_What to work on_
Transcribe every record exactly.

_Records shown_
+--

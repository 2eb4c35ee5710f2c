use crate::render::RenderResult;

/// Transfer function of the swapchain format.
#[derive(Debug, Copy, Clone, Eq, PartialEq)]
pub enum SurfaceEncoding {
    /// Store shader output as-is. The tone-map pass already gamma-encodes.
    Linear,
    /// Let the hardware encode on write.
    Srgb,
}

/// Device and surface settings shared by `Gpu` and `HeadlessGpu`.
#[derive(Debug, Clone)]
pub struct GpuInit {
    pub backends: wgpu::Backends,
    pub power_preference: wgpu::PowerPreference,

    pub surface_encoding: SurfaceEncoding,
    /// FIFO paces the frame loop to vsync.
    pub present_mode: wgpu::PresentMode,
    /// Replaced by a supported mode when the surface does not offer it.
    pub alpha_mode: Option<wgpu::CompositeAlphaMode>,
    /// Hint only; honored per backend.
    pub desired_maximum_frame_latency: u32,

    pub required_features: wgpu::Features,
    /// `max_texture_dimension_2d` bounds the render target size.
    pub required_limits: wgpu::Limits,
}

impl Default for GpuInit {
    fn default() -> Self {
        Self {
            backends: wgpu::Backends::all(),
            power_preference: wgpu::PowerPreference::HighPerformance,
            surface_encoding: SurfaceEncoding::Linear,
            present_mode: wgpu::PresentMode::Fifo,
            alpha_mode: None,
            desired_maximum_frame_latency: 2,
            required_features: wgpu::Features::empty(),
            required_limits: wgpu::Limits::default(),
        }
    }
}

impl GpuInit {
    pub(crate) fn instance(&self) -> wgpu::Instance {
        wgpu::Instance::new(&wgpu::InstanceDescriptor {
            backends: self.backends,
            ..Default::default()
        })
    }

    /// Adapter plus device/queue. `surface` is `None` for headless use.
    pub(crate) async fn open_device(
        &self,
        instance: &wgpu::Instance,
        surface: Option<&wgpu::Surface<'_>>,
        label: &str,
    ) -> RenderResult<(wgpu::Adapter, wgpu::Device, wgpu::Queue)> {
        let adapter = instance
            .request_adapter(&wgpu::RequestAdapterOptions {
                power_preference: self.power_preference,
                compatible_surface: surface,
                force_fallback_adapter: false,
            })
            .await?;

        let info = adapter.get_info();
        log::info!("adapter: {} ({:?})", info.name, info.backend);

        let (device, queue) = adapter
            .request_device(&wgpu::DeviceDescriptor {
                label: Some(label),
                required_features: self.required_features,
                required_limits: self.required_limits.clone(),
                experimental_features: wgpu::ExperimentalFeatures::disabled(),
                memory_hints: wgpu::MemoryHints::Performance,
                trace: wgpu::Trace::Off,
            })
            .await?;

        Ok((adapter, device, queue))
    }
}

+--

_Final answer_
repository 2eb4c35ee5710f2c
use crate::render::RenderResult;

/// Transfer function of the swapchain format.
#[derive(Debug, Copy, Clone, Eq, PartialEq)]
pub enum SurfaceEncoding {
    /// Store shader output as-is. The tone-map pass already gamma-encodes.
    Linear,
    /// Let the hardware encode on write.
    Srgb,
}

/// Device and surface settings shared by `Gpu` and `HeadlessGpu`.
#[derive(Debug, Clone)]
pub struct GpuInit {
    pub backends: wgpu::Backends,
    pub power_preference: wgpu::PowerPreference,

    pub surface_encoding: SurfaceEncoding,
    /// FIFO paces the frame loop to vsync.
    pub present_mode: wgpu::PresentMode,
    /// Replaced by a supported mode when the surface does not offer it.
    pub alpha_mode: Option<wgpu::CompositeAlphaMode>,
    /// Hint only; honored per backend.
    pub desired_maximum_frame_latency: u32,

    pub required_features: wgpu::Features,
    /// `max_texture_dimension_2d` bounds the render target size.
    pub required_limits: wgpu::Limits,
}

impl Default for GpuInit {
    fn default() -> Self {
        Self {
            backends: wgpu::Backends::all(),
            power_preference: wgpu::PowerPreference::HighPerformance,
            surface_encoding: SurfaceEncoding::Linear,
            present_mode: wgpu::PresentMode::Fifo,
            alpha_mode: None,
            desired_maximum_frame_latency: 2,
            required_features: wgpu::Features::empty(),
            required_limits: wgpu::Limits::default(),
        }
    }
}

impl GpuInit {
    pub(crate) fn instance(&self) -> wgpu::Instance {
        wgpu::Instance::new(&wgpu::InstanceDescriptor {
            backends: self.backends,
            ..Default::default()
        })
    }

    /// Adapter plus device/queue. `surface` is `None` for headless use.
    pub(crate) async fn open_device(
        &self,
        instance: &wgpu::Instance,
        surface: Option<&wgpu::Surface<'_>>,
        label: &str,
    ) -> RenderResult<(wgpu::Adapter, wgpu::Device, wgpu::Queue)> {
        let adapter = instance
            .request_adapter(&wgpu::RequestAdapterOptions {
                power_preference: self.power_preference,
                compatible_surface: surface,
                force_fallback_adapter: false,
            })
            .await?;

        let info = adapter.get_info();
        log::info!("adapter: {} ({:?})", info.name, info.backend);

        let (device, queue) = adapter
            .request_device(&wgpu::DeviceDescriptor {
                label: Some(label),
                required_features: self.required_features,
                required_limits: self.required_limits.clone(),
                experimental_features: wgpu::ExperimentalFeatures::disabled(),
                memory_hints: wgpu::MemoryHints::Performance,
                trace: wgpu::Trace::Off,
            })
            .await?;

        Ok((adapter, device, queue))
    }
}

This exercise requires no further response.